Leider wird dadurch auch eine meiner Haupt-Aversionen gegen deutsche Produktionen bestätigt, dass sie nämlich in der Regel nach dem Prinzip „Wirkung vor Logik“ vorgehen. Wir haben hier eine tolle potenzielle Wirkung – überzeugter DDR-Heini wird ins kalte BRD-Wasser gestoßen –, der leider jede innere Logik abgeht. So auch bei kleinen Details: Warum etwa verschwindet unser Held während des „Heiderösleins“ in das Haus des Generals, um seine Freundin in der DDR anzurufen? Er war vorher zwei Mal „in der Stadt“, um Zigaretten und Grillkohle zu holen, da hätte er doch locker mal kurz eine der Telefonzellen benutzen können, die damals an jeder Straßenecke herumstanden. Natürlich, man wollte eine spannende Szene schaffen, aber sie ergibt sich eben nicht organisch aus der Geschichte und funktioniert deswegen auch nicht so richtig. Ich mag lieber Wirkung und Logik.

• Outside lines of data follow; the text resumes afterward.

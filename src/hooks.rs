//! Pluggable session hooks: log sink, event watcher, and workload
//! allocator.
//!
//! All hooks are invoked synchronously from the calling thread; a
//! session never runs background work. When no log sink is installed,
//! messages fall through to `tracing` at the mapped level.

use bytes::{Bytes, BytesMut};

use crate::error::Result;
use crate::session::ConnId;
use crate::transport::Events;

/// Log verbosity levels, most severe first.
#[derive(Debug, Clone, Copy, PartialEq, Eq, PartialOrd, Ord)]
pub enum Verbosity {
    /// Unrecoverable problems; also the level used for recorded errors.
    Fatal,
    /// Recoverable errors.
    Error,
    /// Operational messages.
    Info,
    /// Protocol-level tracing.
    Debug,
    /// Byte-level tracing.
    Crazy,
}

impl Verbosity {
    /// Short uppercase name, as servers print it.
    pub fn name(self) -> &'static str {
        match self {
            Verbosity::Fatal => "FATAL",
            Verbosity::Error => "ERROR",
            Verbosity::Info => "INFO",
            Verbosity::Debug => "DEBUG",
            Verbosity::Crazy => "CRAZY",
        }
    }
}

impl std::fmt::Display for Verbosity {
    fn fmt(&self, f: &mut std::fmt::Formatter<'_>) -> std::fmt::Result {
        f.write_str(self.name())
    }
}

/// Log sink callback: formatted message plus its verbosity.
pub type LogFn = Box<dyn Fn(&str, Verbosity)>;

/// Event watcher callback: invoked when a connection's desired-event
/// mask gains bits, with the full new mask.
pub type EventWatchFn = Box<dyn Fn(ConnId, Events)>;

/// Allocator for opaque workload buffers.
///
/// The receive path routes payload allocations for data-bearing
/// commands through this hook, so callers can pool or instrument the
/// buffers that end up owning job workloads and results. `release` is a
/// cooperative return point: the runtime hands buffers back where the
/// protocol layer is done with them (echo responses, recycled request
/// packets); buffers that escape to the caller are simply dropped.
pub trait WorkloadAllocator {
    /// Allocate a buffer able to hold `size` bytes.
    fn allocate(&self, size: usize) -> Result<BytesMut>;

    /// Accept a buffer back. The default implementation drops it.
    fn release(&self, data: Bytes) {
        let _ = data;
    }
}

/// Default allocator backed by the system allocator.
#[derive(Debug, Default)]
pub struct SystemAllocator;

impl WorkloadAllocator for SystemAllocator {
    fn allocate(&self, size: usize) -> Result<BytesMut> {
        Ok(BytesMut::with_capacity(size))
    }
}

/// The hook set carried by a session.
pub(crate) struct Hooks {
    pub log: Option<LogFn>,
    pub event_watch: Option<EventWatchFn>,
    pub workload: Box<dyn WorkloadAllocator>,
}

impl Default for Hooks {
    fn default() -> Self {
        Self {
            log: None,
            event_watch: None,
            workload: Box::new(SystemAllocator),
        }
    }
}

Und die Zeitdetails? Ich weiß nicht, diese aufgesetzte Kaltschnäuzigkeit beim Reden, hinter der noch die biedere Mittelschichtskindheit aufblitzt, das kam doch erst in den 90ern auf? Und, mit Verlaub, wenn man seinerzeit friedensbewegt, linksradikal oder Sannyasin war, gleichzeitig aber aus einer sehr konservativen Familie kam, war man in der Regel heillos mit seinen Eltern zerstritten und hätte ums Verrecken nicht an irgendwelchen langweiligen Grillfesten mit Vatis Militärkumpels teilgenommen, um dort klassische Lieder zum Besten zu geben. Dieses „alles geht, weil alles scheißegal ist“, hat sich auch erst in den 90ern breitgemacht, 1983 gab es noch glühende Überzeugungen und heftigen Streit.
Und, und, und. Nena in der Bundeswehrkantine ging gar nicht, da wurde überhaupt keine Musik gespielt. Man sagte noch nicht „Club“, sondern „Disco“, „Disse“ oder dergleichen. Man sagte auch nicht „schwarze Musik“. Und bei diesem Anlass dann gleich meine nächste Haupt-Aversion: dass man seine eigenen Figuren nicht respektiert. Auf die Bemerkung mit der schwarzen Musik fällt dem Oberleutnant irgendeine Geschichte mit einer „kubanischen Delegation“ ein, was er dann auf erstaunte Nachfrage mit Herumgestotter über einen Club mit Namen „Kuba“ in Braunschweig herunterspielt. Die anderen schlucken das, ohne misstrauisch zu werden. Also ehrlich – Leuten, die derart blöd sind, möchte ich nicht weiter zugucken müssen.
Wir haben dann auch das Experiment in der ersten Werbepause abgebrochen und werden uns wieder dem Binge-Viewing von Homeland zuwenden. Ich freue mich über die gesparte Zeit und werde mich auch weiterhin an die Homöopathie halten.